Nearly 60 years ago Seymour Kety proposed that research on genetics and brain pathology, but not on neurochemistry, would ultimately lead to an understanding of the pathophysiology of
schizophrenia. This article will demonstrate the prescience of Kety's proposal; advances in our knowledge of brain structure and genetics have shaped our current understanding of the pathophysiology of
schizophrenia. Brain-imaging techniques have shown that
schizophrenia is associated with cortical
atrophy and ventricular enlargement, which progresses for at least a decade after the onset of psychotic symptoms. Cortical
atrophy correlates with negative symptoms and
cognitive impairment, but not with psychotic symptoms, in
schizophrenia. Studies with the Golgi-staining technique that illuminates the entire neuron indicate that cortical
atrophy is due to reduced synaptic connectivity on the pyramidal neurons and not due to actual loss of neurons. Results of recent genetic studies indicate that several risk genes for
schizophrenia are within two degrees of separation from the N-methy-
D-aspartate receptor (NMDAR), a subtype of
glutamate receptor that is critical to synapse formation and synaptic plasticity.

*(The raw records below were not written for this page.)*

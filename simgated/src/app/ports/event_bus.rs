// SPDX-License-Identifier: AGPL-3.0-only
// Copyright (C) 2026 Alex Sizykh

use std::sync::Arc;

use async_trait::async_trait;
use tokio::sync::broadcast::{self, error::RecvError};

use crate::app::errors::AppResult;

/// Publish/subscribe on named subjects with opaque (JSON) payloads.
#[async_trait]
pub trait EventBusPort: Send + Sync {
    async fn publish(&self, subject: &str, payload: Vec<u8>) -> AppResult<()>;
    async fn subscribe(&self, subject: &str) -> AppResult<BusSubscription>;
}

/// Receiving end of one subscription.
pub struct BusSubscription {
    subject: String,
    receiver: broadcast::Receiver<Arc<[u8]>>,
}

impl BusSubscription {
    pub fn new(subject: impl Into<String>, receiver: broadcast::Receiver<Arc<[u8]>>) -> Self {
        Self {
            subject: subject.into(),
            receiver,
        }
    }

    pub fn subject(&self) -> &str {
        &self.subject
    }

    /// Next payload, or `None` once the bus is gone. Lagged messages are skipped.
    pub async fn next(&mut self) -> Option<Arc<[u8]>> {
        loop {
            match self.receiver.recv().await {
                Ok(payload) => return Some(payload),
                Err(RecvError::Lagged(skipped)) => {
                    tracing::warn!(
                        subject = %self.subject,
                        skipped,
                        "bus subscriber lagged; messages dropped"
                    );
                }
                Err(RecvError::Closed) => return None,
            }
        }
    }
}
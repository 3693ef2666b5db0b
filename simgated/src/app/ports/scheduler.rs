// SPDX-License-Identifier: AGPL-3.0-only
// Copyright (C) 2026 Alex Sizykh

use std::path::PathBuf;

use async_trait::async_trait;

use crate::app::errors::AppResult;
use crate::app::types::JobState;

#[derive(Debug, Clone, PartialEq, Eq)]
pub struct FileUpload {
    pub local: PathBuf,
    pub remote: String,
}

/// Everything needed to hand one batch script to the scheduler.
#[derive(Debug, Clone, PartialEq, Eq)]
pub struct SubmitRequest {
    pub job_name: String,
    pub script: String,
    pub uploads: Vec<FileUpload>,
    /// Created (with parents) before anything is uploaded.
    pub remote_dirs: Vec<String>,
}

#[async_trait]
pub trait SchedulerPort: Send + Sync {
    /// Returns the scheduler-assigned job id.
    async fn submit_job(&self, request: &SubmitRequest) -> AppResult<i64>;

    /// At most one state per id; ids unknown to both the live queue and accounting are absent.
    async fn get_job_status(&self, ids: &[i64]) -> AppResult<Vec<JobState>>;
}
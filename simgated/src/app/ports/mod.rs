// SPDX-License-Identifier: AGPL-3.0-only
// Copyright (C) 2026 Alex Sizykh

pub mod clock;
pub mod container_spec;
pub mod event_bus;
pub mod job_store;
pub mod remote_exec;
pub mod scheduler;
pub mod simulation_store;
pub mod simulator_store;
pub mod telemetry;
pub mod worker_event_store;

pub use clock::ClockPort;
pub use container_spec::ContainerSpecPort;
pub use event_bus::{BusSubscription, EventBusPort};
pub use job_store::JobStorePort;
pub use remote_exec::{ExecCapture, RemoteExecPort, run_command};
pub use scheduler::{FileUpload, SchedulerPort, SubmitRequest};
pub use simulation_store::SimulationStorePort;
pub use simulator_store::SimulatorStorePort;
#[allow(unused_imports)]
pub use telemetry::{NoopTelemetry, TelemetryEvent, TelemetryPort};
pub use worker_event_store::WorkerEventStorePort;
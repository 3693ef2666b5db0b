// SPDX-License-Identifier: AGPL-3.0-only
// Copyright (C) 2026 Alex Sizykh

use std::path::Path;

use async_trait::async_trait;

use crate::app::errors::{AppError, AppErrorKind, AppResult, codes};
use crate::app::types::SshConfig;

#[derive(Debug, Clone)]
pub struct ExecCapture {
    pub stdout: Vec<u8>,
    pub stderr: Vec<u8>,
    pub exit_code: i32,
}

impl ExecCapture {
    pub fn stdout_lossy(&self) -> String {
        String::from_utf8_lossy(&self.stdout).into_owned()
    }

    pub fn stderr_lossy(&self) -> String {
        String::from_utf8_lossy(&self.stderr).into_owned()
    }
}

#[async_trait]
/// Remote command execution and file transfer boundary.
pub trait RemoteExecPort: Send + Sync {
    async fn exec_capture(&self, config: &SshConfig, command: &str) -> AppResult<ExecCapture>;

    async fn upload(&self, config: &SshConfig, local: &Path, remote: &str) -> AppResult<()>;

    async fn download(&self, config: &SshConfig, remote: &str, local: &Path) -> AppResult<()>;
}

/// Runs `command` and turns a non-zero exit into a transport error carrying stderr.
pub async fn run_command(
    remote: &dyn RemoteExecPort,
    config: &SshConfig,
    command: &str,
) -> AppResult<ExecCapture> {
    let capture = remote.exec_capture(config, command).await?;
    if capture.exit_code != 0 {
        return Err(AppError::with_message(
            AppErrorKind::Unavailable,
            codes::REMOTE_ERROR,
            format!(
                "remote command exited with {}: {}",
                capture.exit_code,
                capture.stderr_lossy().trim()
            ),
        )
        .with_context(command.to_string()));
    }
    Ok(capture)
}
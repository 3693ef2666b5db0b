// SPDX-License-Identifier: AGPL-3.0-only
// Copyright (C) 2026 Alex Sizykh

#[derive(Clone, Debug, Default)]
pub struct TelemetryEvent {
    pub simulation_id: Option<i64>,
    pub simulator_id: Option<i64>,
    pub job_id: Option<i64>,
    pub external_job_id: Option<i64>,
    pub correlation_id: Option<String>,
    pub experiment_id: Option<String>,
}

pub trait TelemetryPort: Send + Sync {
    fn event(&self, name: &'static str, fields: TelemetryEvent);
}

// Dummy telemetry port for tests.
#[derive(Clone, Default)]
pub struct NoopTelemetry;

impl TelemetryPort for NoopTelemetry {
    fn event(&self, _name: &'static str, _fields: TelemetryEvent) {}
}
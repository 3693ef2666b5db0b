// SPDX-License-Identifier: AGPL-3.0-only
// Copyright (C) 2026 Alex Sizykh

use async_trait::async_trait;

use crate::app::errors::AppResult;
use crate::app::types::{NewSimulator, SimulatorRecord};

#[async_trait]
pub trait SimulatorStorePort: Send + Sync {
    async fn insert_simulator(&self, simulator: &NewSimulator) -> AppResult<SimulatorRecord>;
    async fn get_simulator(&self, id: i64) -> AppResult<Option<SimulatorRecord>>;
    async fn get_simulator_by_hash(&self, definition_hash: &str)
    -> AppResult<Option<SimulatorRecord>>;
    async fn list_simulators(&self) -> AppResult<Vec<SimulatorRecord>>;
}
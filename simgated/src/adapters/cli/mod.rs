// SPDX-License-Identifier: AGPL-3.0-only
// Copyright (C) 2026 Alex Sizykh

use std::net::SocketAddr;
use std::path::PathBuf;

use clap::{ArgGroup, Args, CommandFactory, FromArgMatches, Parser, Subcommand};

use crate::app::types::JobRef;

#[derive(Debug, Parser)]
#[command(
    name = "simgated",
    version,
    about = "Simulation gateway: builds simulator containers and runs simulations on a Slurm cluster.",
    long_about = None,
    after_help = "Configuration precedence: defaults < config file < command-line flags.\n\
Config path precedence: defaults < SIMGATE_CONFIG_PATH < command-line flags.\n\
If --config is omitted, simgated tries SIMGATE_CONFIG_PATH, then the default config file location; missing default config is OK.\n\
Paths in the config file are resolved relative to the config file directory; paths passed as flags are resolved relative to the current working directory."
)]
pub struct Opts {
    #[arg(
        short,
        long,
        global = true,
        value_name = "PATH",
        help = "Path to a TOML config file. When omitted, simgated uses SIMGATE_CONFIG_PATH if set, otherwise the default config file location if available."
    )]
    pub config: Option<PathBuf>,
    #[arg(
        long,
        global = true,
        value_name = "PATH",
        help = "Path to the SQLite database file. Overrides `database_path` from the config file."
    )]
    pub database_path: Option<PathBuf>,
    #[arg(
        long,
        global = true,
        value_name = "SECS",
        help = "How often to poll the scheduler for job states. Overrides `job_check_interval_secs` from the config file."
    )]
    pub job_check_interval_secs: Option<u64>,
    #[arg(
        long,
        global = true,
        value_name = "ADDR",
        help = "Address the worker event listener binds to. Overrides `event_addr` from the config file."
    )]
    pub event_addr: Option<SocketAddr>,
    #[arg(
        short,
        long,
        global = true,
        action = clap::ArgAction::SetTrue,
        help = "Enable debug logging and include logs from dependencies. Overrides `verbose` from the config file."
    )]
    pub verbose: bool,
    #[command(subcommand)]
    pub command: Option<Command>,
}

#[derive(Debug, Clone, PartialEq, Eq, Subcommand)]
pub enum Command {
    /// Run the job monitor and the worker event listener until interrupted (default).
    Serve,
    /// Submit a model archive for execution.
    Dispatch(DispatchArgs),
    /// Show the current record of a job.
    Status(StatusArgs),
    /// List worker events recorded for a simulation.
    Events(EventsArgs),
    /// Download the results archive of a simulation.
    Results(ResultsArgs),
    /// List the simulator containers registered so far.
    Simulators,
}

impl Command {
    /// Commands that talk to the cluster need a resolvable SSH endpoint.
    pub fn needs_cluster(&self) -> bool {
        matches!(
            self,
            Command::Serve | Command::Dispatch(_) | Command::Results(_)
        )
    }
}

#[derive(Debug, Clone, PartialEq, Eq, Args)]
pub struct DispatchArgs {
    /// Model archive to run.
    #[arg(value_name = "ARCHIVE")]
    pub archive: PathBuf,
    /// Python package the simulation needs, pinned as `name==version`. Repeatable.
    #[arg(short = 'd', long = "dependency", value_name = "SPEC")]
    pub dependencies: Vec<String>,
    /// Return once the simulation is submitted instead of waiting for it to finish.
    #[arg(long)]
    pub no_wait: bool,
}

#[derive(Debug, Clone, PartialEq, Eq, Args)]
#[command(group(
    ArgGroup::new("target")
        .required(true)
        .args(["job_id", "simulation_id", "simulator_id", "correlation_id"])
))]
pub struct StatusArgs {
    #[arg(long, value_name = "ID")]
    pub job_id: Option<i64>,
    /// Latest simulation run for this simulation.
    #[arg(long, value_name = "ID")]
    pub simulation_id: Option<i64>,
    /// Latest container build for this simulator.
    #[arg(long, value_name = "ID")]
    pub simulator_id: Option<i64>,
    #[arg(long, value_name = "ID")]
    pub correlation_id: Option<String>,
}

impl StatusArgs {
    pub fn job_ref(&self) -> Option<JobRef> {
        if let Some(id) = self.job_id {
            return Some(JobRef::Job(id));
        }
        if let Some(id) = self.simulation_id {
            return Some(JobRef::Simulation(id));
        }
        if let Some(id) = self.simulator_id {
            return Some(JobRef::Simulator(id));
        }
        self.correlation_id.clone().map(JobRef::Correlation)
    }
}

#[derive(Debug, Clone, PartialEq, Eq, Args)]
pub struct EventsArgs {
    #[arg(long, value_name = "ID")]
    pub simulation_id: i64,
    /// Only events with a larger sequence number.
    #[arg(long, value_name = "SEQ")]
    pub after: Option<i64>,
}

#[derive(Debug, Clone, PartialEq, Eq, Args)]
pub struct ResultsArgs {
    #[arg(long, value_name = "ID")]
    pub simulation_id: i64,
    #[arg(long, value_name = "DIR", default_value = ".")]
    pub dest: PathBuf,
}

pub struct ParsedOpts {
    pub opts: Opts,
    pub verbose_override: Option<bool>,
}

const HELP_TEMPLATE: &str = "\
{before-help}{name} {version}
{about-with-newline}
{usage-heading} {usage}

{all-args}{after-help}
";

fn apply_help_template_recursively(cmd: &mut clap::Command) {
    let mut owned = std::mem::take(cmd);
    owned = owned.help_template(HELP_TEMPLATE);
    for sub in owned.get_subcommands_mut() {
        apply_help_template_recursively(sub);
    }
    *cmd = owned;
}

pub fn cli_command() -> clap::Command {
    let mut cmd = Opts::command();
    apply_help_template_recursively(&mut cmd);
    cmd
}

fn split_matches(matches: &clap::ArgMatches) -> Result<ParsedOpts, clap::Error> {
    let verbose_override = matches.get_flag("verbose").then_some(true);
    let opts = Opts::from_arg_matches(matches)?;
    Ok(ParsedOpts {
        opts,
        verbose_override,
    })
}

pub fn parse_opts() -> ParsedOpts {
    let matches = cli_command().get_matches();
    split_matches(&matches).unwrap_or_else(|err| err.exit())
}
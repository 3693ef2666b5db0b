// SPDX-License-Identifier: AGPL-3.0-only
// Copyright (C) 2026 Alex Sizykh

use async_trait::async_trait;

use crate::app::errors::AppResult;
use crate::app::types::{JobKind, JobRecord, JobStatus, JobTransition, NewJob};

#[async_trait]
pub trait JobStorePort: Send + Sync {
    async fn insert_job(&self, job: &NewJob) -> AppResult<JobRecord>;
    async fn get_job(&self, id: i64) -> AppResult<Option<JobRecord>>;
    async fn get_job_by_correlation_id(&self, correlation_id: &str)
    -> AppResult<Option<JobRecord>>;
    async fn get_job_by_external_id(&self, external_job_id: i64) -> AppResult<Option<JobRecord>>;
    async fn list_jobs_by_status(&self, statuses: &[JobStatus]) -> AppResult<Vec<JobRecord>>;
    /// Most recent job owned by `kind`.
    async fn latest_job_for_kind(&self, kind: JobKind) -> AppResult<Option<JobRecord>>;
    /// Applies the transition only while the job is still in `transition.from`.
    async fn apply_transition(&self, id: i64, transition: &JobTransition) -> AppResult<bool>;
    async fn record_scheduler_state(&self, id: i64, scheduler_state: &str) -> AppResult<()>;
}
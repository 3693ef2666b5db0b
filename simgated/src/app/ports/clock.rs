// SPDX-License-Identifier: AGPL-3.0-only
// Copyright (C) 2026 Alex Sizykh

use time::OffsetDateTime;

/// Time source boundary for UTC timestamps.
/// Makes time-dependent logic deterministic and testable.
pub trait ClockPort: Send + Sync {
    fn now_utc(&self) -> OffsetDateTime;
}
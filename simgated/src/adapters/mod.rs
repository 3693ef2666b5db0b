// SPDX-License-Identifier: AGPL-3.0-only
// Copyright (C) 2026 Alex Sizykh

pub mod bus;
pub mod cli;
pub mod container;
pub mod db;
pub mod network;
pub mod ssh;
pub mod telemetry;
pub mod time;
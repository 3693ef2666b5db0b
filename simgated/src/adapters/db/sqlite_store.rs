// SPDX-License-Identifier: AGPL-3.0-only
// Copyright (C) 2026 Alex Sizykh

use std::sync::Arc;

use async_trait::async_trait;

use crate::adapters::db::{GatewayStore, StoreError};
use crate::app::errors::{AppError, AppErrorKind, AppResult, codes};
use crate::app::ports::{
    JobStorePort, SimulationStorePort, SimulatorStorePort, WorkerEventStorePort,
};
use crate::app::types::{
    JobKind, JobRecord, JobStatus, JobTransition, NewJob, NewSimulation, NewSimulator,
    SimulationRecord, SimulatorRecord, WorkerEvent, WorkerEventMessage,
};

#[derive(Clone)]
pub struct SqliteStoreAdapter {
    store: Arc<GatewayStore>,
}

impl SqliteStoreAdapter {
    pub fn new(store: GatewayStore) -> Self {
        Self {
            store: Arc::new(store),
        }
    }
}

/// Keeps sqlx and row decoding details out of the app core.
fn map_store_error(err: StoreError) -> AppError {
    match &err {
        StoreError::EmptyCorrelationId
        | StoreError::EmptyDefinitionHash
        | StoreError::EmptyExperimentId => AppError::with_message(
            AppErrorKind::InvalidArgument,
            codes::INVALID_ARGUMENT,
            err.to_string(),
        ),
        StoreError::Sqlx(sqlx::Error::Database(db)) if db.is_unique_violation() => {
            AppError::with_message(AppErrorKind::Conflict, codes::CONFLICT, db.message().to_string())
        }
        StoreError::Sqlx(sqlx::Error::Database(db)) if db.is_foreign_key_violation() => {
            AppError::with_message(
                AppErrorKind::InvalidArgument,
                codes::INVALID_ARGUMENT,
                db.message().to_string(),
            )
        }
        StoreError::Sqlx(_) | StoreError::Serde(_) | StoreError::Corrupt(_) => {
            AppError::with_message(AppErrorKind::Internal, codes::INTERNAL_ERROR, err.to_string())
        }
    }
}

#[async_trait]
impl JobStorePort for SqliteStoreAdapter {
    async fn insert_job(&self, job: &NewJob) -> AppResult<JobRecord> {
        self.store.insert_job(job).await.map_err(map_store_error)
    }

    async fn get_job(&self, id: i64) -> AppResult<Option<JobRecord>> {
        self.store.get_job(id).await.map_err(map_store_error)
    }

    async fn get_job_by_correlation_id(
        &self,
        correlation_id: &str,
    ) -> AppResult<Option<JobRecord>> {
        self.store
            .get_job_by_correlation_id(correlation_id)
            .await
            .map_err(map_store_error)
    }

    async fn get_job_by_external_id(&self, external_job_id: i64) -> AppResult<Option<JobRecord>> {
        self.store
            .get_job_by_external_id(external_job_id)
            .await
            .map_err(map_store_error)
    }

    async fn list_jobs_by_status(&self, statuses: &[JobStatus]) -> AppResult<Vec<JobRecord>> {
        self.store
            .list_jobs_by_status(statuses)
            .await
            .map_err(map_store_error)
    }

    async fn latest_job_for_kind(&self, kind: JobKind) -> AppResult<Option<JobRecord>> {
        self.store
            .latest_job_for_kind(kind)
            .await
            .map_err(map_store_error)
    }

    async fn apply_transition(&self, id: i64, transition: &JobTransition) -> AppResult<bool> {
        self.store
            .apply_transition(id, transition)
            .await
            .map_err(map_store_error)
    }

    async fn record_scheduler_state(&self, id: i64, scheduler_state: &str) -> AppResult<()> {
        self.store
            .update_job_scheduler_state(id, scheduler_state)
            .await
            .map_err(map_store_error)
    }
}

#[async_trait]
impl SimulatorStorePort for SqliteStoreAdapter {
    async fn insert_simulator(&self, simulator: &NewSimulator) -> AppResult<SimulatorRecord> {
        self.store
            .insert_simulator(simulator)
            .await
            .map_err(map_store_error)
    }

    async fn get_simulator(&self, id: i64) -> AppResult<Option<SimulatorRecord>> {
        self.store.get_simulator(id).await.map_err(map_store_error)
    }

    async fn get_simulator_by_hash(
        &self,
        definition_hash: &str,
    ) -> AppResult<Option<SimulatorRecord>> {
        self.store
            .get_simulator_by_hash(definition_hash)
            .await
            .map_err(map_store_error)
    }

    async fn list_simulators(&self) -> AppResult<Vec<SimulatorRecord>> {
        self.store.list_simulators().await.map_err(map_store_error)
    }
}

#[async_trait]
impl SimulationStorePort for SqliteStoreAdapter {
    async fn insert_simulation(&self, simulation: &NewSimulation) -> AppResult<SimulationRecord> {
        self.store
            .insert_simulation(simulation)
            .await
            .map_err(map_store_error)
    }

    async fn get_simulation(&self, id: i64) -> AppResult<Option<SimulationRecord>> {
        self.store.get_simulation(id).await.map_err(map_store_error)
    }

    async fn set_simulation_external_job_id(
        &self,
        id: i64,
        external_job_id: i64,
    ) -> AppResult<bool> {
        self.store
            .set_simulation_external_job_id(id, external_job_id)
            .await
            .map_err(map_store_error)
    }
}

#[async_trait]
impl WorkerEventStorePort for SqliteStoreAdapter {
    async fn insert_worker_event(
        &self,
        job_id: i64,
        event: &WorkerEventMessage,
    ) -> AppResult<bool> {
        self.store
            .insert_worker_event(job_id, event)
            .await
            .map_err(map_store_error)
    }

    async fn list_worker_events(
        &self,
        job_id: i64,
        after_sequence: i64,
    ) -> AppResult<Vec<WorkerEvent>> {
        self.store
            .list_worker_events(job_id, after_sequence)
            .await
            .map_err(map_store_error)
    }
}
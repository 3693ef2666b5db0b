// SPDX-License-Identifier: AGPL-3.0-only
// Copyright (C) 2026 Alex Sizykh

use std::env;
use std::path::Path;
use std::sync::OnceLock;

use tracing_appender::non_blocking::{NonBlocking, WorkerGuard};
use tracing_subscriber::fmt::format::FmtSpan;
use tracing_subscriber::fmt::time::UtcTime;
use tracing_subscriber::{EnvFilter, Registry};
use tracing_subscriber::{layer::SubscriberExt, util::SubscriberInitExt};

static FILE_GUARD: OnceLock<WorkerGuard> = OnceLock::new();

#[derive(Copy, Clone, Debug)]
enum LogFormat {
    Json,
    Pretty,
    Compact,
}

/// Installs the global subscriber. Output goes to stdout and, when `SIMGATE_LOG_FILE`
/// is set, to a non-blocking file writer with the same format.
pub fn init(verbose: bool) {
    let span_events = parse_span_events();
    let registry = Registry::default()
        .with(build_filter(verbose))
        .with(tracing_error::ErrorLayer::default());

    macro_rules! install {
        ($style:ident) => {{
            let stdout_layer = tracing_subscriber::fmt::layer()
                .$style()
                .with_timer(UtcTime::rfc_3339())
                .with_span_events(span_events.clone());
            match build_file_writer() {
                Some((writer, guard)) => {
                    let file_layer = tracing_subscriber::fmt::layer()
                        .$style()
                        .with_ansi(false)
                        .with_timer(UtcTime::rfc_3339())
                        .with_span_events(span_events)
                        .with_writer(writer);
                    registry.with(stdout_layer).with(file_layer).init();
                    let _ = FILE_GUARD.set(guard);
                }
                None => registry.with(stdout_layer).init(),
            }
        }};
    }

    match parse_format() {
        LogFormat::Json => install!(json),
        LogFormat::Pretty => install!(pretty),
        LogFormat::Compact => install!(compact),
    }
}

const LOG_ENV: &str = "SIMGATE_LOG";
const LOG_FORMAT_ENV: &str = "SIMGATE_LOG_FORMAT";
const LOG_SPAN_EVENTS_ENV: &str = "SIMGATE_LOG_SPAN_EVENTS";
const LOG_FILE_ENV: &str = "SIMGATE_LOG_FILE";

/// Trimmed, non-empty value of an environment variable.
fn env_value(key: &str) -> Option<String> {
    env::var(key)
        .ok()
        .map(|value| value.trim().to_string())
        .filter(|value| !value.is_empty())
}

fn build_filter(verbose: bool) -> EnvFilter {
    let directives = env_value(LOG_ENV).unwrap_or_else(|| default_directives(verbose).to_string());
    EnvFilter::new(directives)
}

fn default_directives(verbose: bool) -> &'static str {
    if verbose {
        "debug"
    } else {
        "info,sqlx=warn,russh=warn"
    }
}

fn parse_format() -> LogFormat {
    format_from(env_value(LOG_FORMAT_ENV).as_deref())
}

fn format_from(value: Option<&str>) -> LogFormat {
    match value.map(str::to_ascii_lowercase).as_deref() {
        Some("json") => LogFormat::Json,
        Some("pretty") => LogFormat::Pretty,
        _ => LogFormat::Compact,
    }
}

fn parse_span_events() -> FmtSpan {
    span_events_from(env_value(LOG_SPAN_EVENTS_ENV).as_deref())
}

/// Comma-separated list, e.g. `new,close`.
fn span_events_from(value: Option<&str>) -> FmtSpan {
    let Some(value) = value else {
        return FmtSpan::NONE;
    };
    value
        .split(',')
        .map(|part| part.trim().to_ascii_lowercase())
        .fold(FmtSpan::NONE, |acc, part| {
            acc | match part.as_str() {
                "new" => FmtSpan::NEW,
                "enter" => FmtSpan::ENTER,
                "exit" => FmtSpan::EXIT,
                "close" => FmtSpan::CLOSE,
                "active" => FmtSpan::ACTIVE,
                "full" => FmtSpan::FULL,
                _ => FmtSpan::NONE,
            }
        })
}

fn build_file_writer() -> Option<(NonBlocking, WorkerGuard)> {
    let file_path = env_value(LOG_FILE_ENV)?;
    let path = Path::new(&file_path);
    let file_name = path.file_name()?.to_string_lossy().to_string();
    let dir = path
        .parent()
        .filter(|dir| !dir.as_os_str().is_empty())
        .unwrap_or_else(|| Path::new("."));
    let appender = tracing_appender::rolling::never(dir, file_name);
    Some(tracing_appender::non_blocking(appender))
}

#[cfg(test)]
mod tests {
    use super::*;

    #[test]
    fn format_defaults_to_compact() {
        assert!(matches!(format_from(None), LogFormat::Compact));
        assert!(matches!(format_from(Some("JSON")), LogFormat::Json));
        assert!(matches!(format_from(Some("pretty")), LogFormat::Pretty));
        assert!(matches!(format_from(Some("xml")), LogFormat::Compact));
    }

    #[test]
    fn span_events_combine() {
        assert_eq!(span_events_from(None), FmtSpan::NONE);
        assert_eq!(span_events_from(Some("close")), FmtSpan::CLOSE);
        assert_eq!(
            span_events_from(Some("new, close")),
            FmtSpan::NEW | FmtSpan::CLOSE
        );
        assert_eq!(span_events_from(Some("bogus")), FmtSpan::NONE);
    }

    #[test]
    fn verbose_switches_default_directives() {
        assert_eq!(default_directives(true), "debug");
        assert!(default_directives(false).starts_with("info"));
    }
}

Inactivation of one of these risk genes that encodes
serine racemase, which synthesizes D-
serine, an NMDAR co-agonist, reproduces the synaptic pathology of
schizophrenia. Thus, widespread loss of cortical synaptic connectivity appears to be the primary pathology in
schizophrenia that is driven by multiple risk genes that adversely affect synaptogenesis and synapse maintenance, as hypothesized by Kety.